TASK ITEM:
Could you show all lines in the entries below that contain the string "JoinHandle"?

PROVIDED RECORDS:
--- START ---
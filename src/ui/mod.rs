//! # UI Collaborator Contract
//!
//! The inventory logic never renders anything. It talks to a UI collaborator through
//! [`UiRequest`] messages sent by a [`UiClient`]. Requests that need an answer carry a
//! `oneshot` sender (the continuation); the flow that sent them suspends until the UI replies.
//!
//! ```text
//! Inventory flow ──UiRequest──▶ serve(receiver, collaborator)
//!        ▲                                   │
//!        └──────── oneshot reply ────────────┘
//! ```
//!
//! A collaborator implements [`UiCollaborator`] and is driven by [`serve`]. Returning `None`
//! from a prompt drops the continuation, which abandons the waiting flow.
//!
//! Two collaborators ship with the crate:
//! - [`console::ConsoleUi`]: line-oriented, over any async reader and writer (stdin/stdout in
//!   the demo binary).
//! - [`scripted::ScriptedUi`]: answers from a script and records a transcript, for tests.

mod client;
pub mod console;
pub mod scripted;

pub use client::{UiClient, UiError};

use async_trait::async_trait;
use tokio::sync::{mpsc, oneshot};

use crate::model::{ArticleId, FoodKind, Product};

/// Text typed into the product details prompt.
#[derive(Debug, Clone, Default, PartialEq, Eq)]
pub struct ProductDetails {
    pub name: String,
    pub price: String,
    pub description: String,
}

/// Text typed into the nutrient prompt. `caffeine` is only asked for energy drinks.
#[derive(Debug, Clone, Default, PartialEq, Eq)]
pub struct NutrientForm {
    pub kcal: String,
    pub fat: String,
    pub carbs: String,
    pub protein: String,
    pub caffeine: Option<String>,
}

/// A message from the inventory logic to the UI collaborator.
#[derive(Debug)]
pub enum UiRequest {
    /// Fire and forget.
    ReportError(String),
    /// Fire and forget.
    ShowText { title: String, body: String },
    PromptInput {
        prompt: String,
        reply: oneshot::Sender<String>,
    },
    PromptProductDetails {
        id: ArticleId,
        reply: oneshot::Sender<ProductDetails>,
    },
    ChooseCategory {
        choices: Vec<&'static str>,
        reply: oneshot::Sender<String>,
    },
    PromptNutrients {
        kind: FoodKind,
        reply: oneshot::Sender<NutrientForm>,
    },
    /// Fire and forget.
    DisplayProduct(Product),
}

/// Something that can answer [`UiRequest`]s.
#[async_trait]
pub trait UiCollaborator: Send {
    async fn report_error(&mut self, message: String);

    async fn show_text(&mut self, title: String, body: String);

    async fn prompt_input(&mut self, prompt: String) -> Option<String>;

    async fn prompt_product_details(&mut self, id: ArticleId) -> Option<ProductDetails>;

    async fn choose_category(&mut self, choices: Vec<&'static str>) -> Option<String>;

    async fn prompt_nutrients(&mut self, kind: FoodKind) -> Option<NutrientForm>;

    async fn display_product(&mut self, product: Product);
}

/// Answers requests one at a time until every [`UiClient`] is dropped, then hands the
/// collaborator back.
pub async fn serve<C: UiCollaborator>(mut requests: mpsc::UnboundedReceiver<UiRequest>, mut ui: C) -> C {
    while let Some(request) = requests.recv().await {
        match request {
            UiRequest::ReportError(message) => ui.report_error(message).await,
            UiRequest::ShowText { title, body } => ui.show_text(title, body).await,
            UiRequest::PromptInput { prompt, reply } => {
                if let Some(answer) = ui.prompt_input(prompt).await {
                    let _ = reply.send(answer);
                }
            }
            UiRequest::PromptProductDetails { id, reply } => {
                if let Some(details) = ui.prompt_product_details(id).await {
                    let _ = reply.send(details);
                }
            }
            UiRequest::ChooseCategory { choices, reply } => {
                if let Some(choice) = ui.choose_category(choices).await {
                    let _ = reply.send(choice);
                }
            }
            UiRequest::PromptNutrients { kind, reply } => {
                if let Some(form) = ui.prompt_nutrients(kind).await {
                    let _ = reply.send(form);
                }
            }
            UiRequest::DisplayProduct(product) => ui.display_product(product).await,
        }
    }
    ui
}
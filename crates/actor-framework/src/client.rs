//! # Generic Client
//!
//! The typed async handle for talking to a `ResourceActor`.

use crate::entity::ActorEntity;
use crate::error::FrameworkError;
use crate::message::{ResourceRequest, Response};
use tokio::sync::{mpsc, oneshot};

/// A type-safe client for interacting with a `ResourceActor`.
///
/// Holds only the sender half of the actor's channel, so cloning is cheap and clones can be
/// shared across tasks. Every method sends one request and awaits the one-shot reply.
pub struct ResourceClient<T: ActorEntity> {
    sender: mpsc::Sender<ResourceRequest<T>>,
}

// Manual impl: deriving would require `T: Clone` bounds on the associated types.
impl<T: ActorEntity> Clone for ResourceClient<T> {
    fn clone(&self) -> Self {
        Self {
            sender: self.sender.clone(),
        }
    }
}

impl<T: ActorEntity> ResourceClient<T> {
    pub fn new(sender: mpsc::Sender<ResourceRequest<T>>) -> Self {
        Self { sender }
    }

    async fn request<R>(
        &self,
        build: impl FnOnce(Response<R>) -> ResourceRequest<T>,
    ) -> Result<R, FrameworkError> {
        let (respond_to, response) = oneshot::channel();
        self.sender
            .send(build(respond_to))
            .await
            .map_err(|_| FrameworkError::ActorClosed)?;
        response.await.map_err(|_| FrameworkError::ActorDropped)?
    }

    pub async fn create(&self, params: T::Create) -> Result<T::Id, FrameworkError> {
        self.request(|respond_to| ResourceRequest::Create { params, respond_to })
            .await
    }

    pub async fn get(&self, id: T::Id) -> Result<Option<T>, FrameworkError> {
        self.request(|respond_to| ResourceRequest::Get { id, respond_to })
            .await
    }

    pub async fn list(&self) -> Result<Vec<T>, FrameworkError> {
        self.request(|respond_to| ResourceRequest::List { respond_to })
            .await
    }

    pub async fn next_id(&self) -> Result<T::Id, FrameworkError> {
        self.request(|respond_to| ResourceRequest::NextId { respond_to })
            .await
    }

    pub async fn delete(&self, id: T::Id) -> Result<Option<T>, FrameworkError> {
        self.request(|respond_to| ResourceRequest::Delete { id, respond_to })
            .await
    }

    pub async fn perform_action(
        &self,
        id: T::Id,
        action: T::Action,
    ) -> Result<T::ActionResult, FrameworkError> {
        self.request(|respond_to| ResourceRequest::Action {
            id,
            action,
            respond_to,
        })
        .await
    }

    pub async fn reload(&self) -> Result<usize, FrameworkError> {
        self.request(|respond_to| ResourceRequest::Reload { respond_to })
            .await
    }
}
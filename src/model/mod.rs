//! Catalog data structures. [`Product`] implements the
//! [`ActorEntity`](actor_framework::ActorEntity) trait in [`crate::catalog_actor`].

pub mod listing;
pub mod nutrients;
pub mod product;

pub use listing::*;
pub use nutrients::*;
pub use product::*;
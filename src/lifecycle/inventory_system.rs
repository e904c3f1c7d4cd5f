use tokio::task::JoinHandle;
use tracing::{error, info};

use crate::catalog_actor::{self, CatalogContext};
use crate::clients::CatalogClient;
use crate::config::Config;
use crate::flows::Inventory;
use crate::ui::UiClient;

/// Errors raised while stopping the system.
#[derive(Debug, thiserror::Error)]
pub enum SystemError {
    #[error("Actor task failed: {0}")]
    ActorTask(#[from] tokio::task::JoinError),
}

/// The runtime orchestrator for the inventory.
///
/// `InventorySystem` is responsible for:
/// - **Lifecycle Management**: starting the catalog actor and stopping it again
/// - **Dependency Wiring**: handing the actor its storage and the UI client it reports to
///
/// # Example
///
/// ```ignore
/// let (ui, requests) = UiClient::new();
/// tokio::spawn(ui::serve(requests, ConsoleUi::stdio()));
///
/// let system = InventorySystem::start(&config, ui);
/// system.inventory.run_menu().await?;
///
/// // Gracefully shut down when done
/// system.shutdown().await?;
/// ```
pub struct InventorySystem {
    /// Client for interacting with the catalog actor
    pub catalog: CatalogClient,

    /// Interactive flows over the catalog and the UI
    pub inventory: Inventory,

    /// Task handles for all running actors (used for graceful shutdown)
    handles: Vec<JoinHandle<()>>,
}

impl InventorySystem {
    /// Spawns the catalog actor. It loads both catalog files before serving the first request.
    ///
    /// Must be called from within a Tokio runtime.
    pub fn start(config: &Config, ui: UiClient) -> Self {
        let (actor, catalog) = catalog_actor::new(config.catalog.channel_capacity);
        let context = CatalogContext::from_config(config, ui.clone());
        let handle = tokio::spawn(actor.run(context));
        info!(
            products_file = %config.storage.products_file.display(),
            nutrient_tables_file = %config.storage.nutrient_tables_file.display(),
            "Inventory started"
        );

        let inventory = Inventory::new(catalog.clone(), ui, config.catalog.min_article_id);
        Self {
            catalog,
            inventory,
            handles: vec![handle],
        }
    }

    /// Gracefully shuts down the entire system.
    ///
    /// Dropping the clients closes the actor's channel; the actor finishes the requests already
    /// queued and exits its loop. Then every actor task is awaited.
    pub async fn shutdown(self) -> Result<(), SystemError> {
        info!("Shutting down inventory...");
        drop(self.inventory);
        drop(self.catalog);

        for handle in self.handles {
            if let Err(e) = handle.await {
                error!(error = %e, "Actor task failed");
                return Err(e.into());
            }
        }

        info!("Inventory shutdown complete.");
        Ok(())
    }
}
--- END ---
SOLUTION:
use tokio::task::JoinHandle;
    handles: Vec<JoinHandle<()>>,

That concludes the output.